Days to come

Bonobo – Days To Come (2006)
Depois de tanto tempo escutando sons mais agitados e pesados, hoje me vejo uma pessoa mais tranqüila e que prefere muito mais uma melodia ao estilo after hours. Seja lounge, chill out, downtempo ou música de lobby de hotel. Não importa o nome, o que importa é que de uns tempos para cá só tenho ouvidos para esse gênero.
Bonobo é um belo exemplo dessa linha melódica que, às vezes, é puramente eletrônica e tem o auxílio de certos arranjos instrumentais e, outras vezes, é extremamente instrumental e conta com a ajuda de alguns elementos eletrônicos. Simon Green - seu verdadeiro nome - sempre gostou de experimentar vários instrumentos (flauta, saxofone, guitarra, violão) em suas faixas, brincando com eles aleatoriamente entre uma nota eletrônica e outra.

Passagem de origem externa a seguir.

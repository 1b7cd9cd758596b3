//! Error Handling
//!
//! Error categories and the control-flow signal types used to unwind the
//! executor: break/continue/early-return carry accumulated bubbles the way
//! the teacher's `BreakError`/`ContinueError`/`ExitError` carry accumulated
//! stdout/stderr.

use std::fmt;
use thiserror::Error;

use crate::parser::types::Position;

/// Error categories emitted by the logger (spec.md §7).
#[derive(Debug, Clone, Copy, PartialEq, Eq, Hash)]
pub enum ErrorCategory {
    Command,
    Argument,
    Type,
    IO,
    Variable,
    Macro,
    Flow,
    Async,
    Memory,
    System,
    User,
}

impl fmt::Display for ErrorCategory {
    fn fmt(&self, f: &mut fmt::Formatter<'_>) -> fmt::Result {
        write!(f, "{:?}", self)
    }
}

/// Parse-time failure: message, 1-based source position, and a context
/// snippet of the surrounding lines.
#[derive(Debug, Clone, Error)]
#[error("parse error at {position}: {message}")]
pub struct ParseError {
    pub message: String,
    pub position: Position,
    pub context: String,
}

impl ParseError {
    pub fn new(message: impl Into<String>, position: Position, context: impl Into<String>) -> Self {
        Self { message: message.into(), position, context: context.into() }
    }

    pub fn category(&self) -> ErrorCategory {
        ErrorCategory::Command
    }
}

/// Top-level runtime error returned by fallible engine operations that are
/// not themselves one of the control-flow signals (those unwind via
/// `ControlSignal`, see below).
#[derive(Debug, Clone, Error)]
pub enum PawError {
    #[error(transparent)]
    Parse(#[from] ParseError),

    #[error("undefined variable: {0}")]
    UndefinedVariable(String),

    #[error("unknown command: {0}")]
    UnknownCommand(String),

    #[error("unknown token: {0}")]
    UnknownToken(u64),

    #[error("type error: {0}")]
    Type(String),

    #[error("{0}")]
    Other(String),
}

impl PawError {
    pub fn category(&self) -> ErrorCategory {
        match self {
            PawError::Parse(_) => ErrorCategory::Command,
            PawError::UndefinedVariable(_) => ErrorCategory::Variable,
            PawError::UnknownCommand(_) => ErrorCategory::Command,
            PawError::UnknownToken(_) => ErrorCategory::Async,
            PawError::Type(_) => ErrorCategory::Type,
            PawError::Other(_) => ErrorCategory::System,
        }
    }
}

/// Shared behavior for the loop-control unwinding signals (`break n`,
/// `continue n`) and early return (`ret`). These are not `PawError`s in the
/// ordinary sense -- they are the defunctionalized control transfer the
/// executor uses to unwind through nested loops and macro bodies.
pub trait ControlSignal: fmt::Debug {
    fn levels(&self) -> u32;
    fn with_levels(&self, levels: u32) -> Self where Self: Sized;
}

/// `break n`
#[derive(Debug, Clone, Copy)]
pub struct BreakSignal {
    pub levels: u32,
}

impl ControlSignal for BreakSignal {
    fn levels(&self) -> u32 { self.levels }
    fn with_levels(&self, levels: u32) -> Self { Self { levels } }
}

/// `continue n`
#[derive(Debug, Clone, Copy)]
pub struct ContinueSignal {
    pub levels: u32,
}

impl ControlSignal for ContinueSignal {
    fn levels(&self) -> u32 { self.levels }
    fn with_levels(&self, levels: u32) -> Self { Self { levels } }
}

Nesse terceiro disco, “Days To Come”, tive a impressão de que ele quis algo muito mais instrumentalista. Além dos vocais graves de Bajka em algumas canções – o que ele não tinha arriscado nos dois primeiros trabalhos -, Bonobo pareceu revezar entre os improvisos do jazz contemporâneo e as batidas rápidas e fortes do soul. Para tanto, dou meu palpite de que ele sofreu considerável influência do Cinematic Orchestra (quando ouvi Transmission94 (Parts 1 & 2), logo pensei que fosse uma participação especial do grupo) e até do Lamb (Walk In The Sky tem um violoncelo tocado quase que igualmente pela dupla de trip-hop).
Por mais que não tenha influência de ninguém, o homem-macaco (trocadilho infame: bonobo, em inglês, é uma espécie de chipanzé) deu suas piruetas e conseguiu fazer um disco diferente, mas sem perder sua identidade do começo da carreira.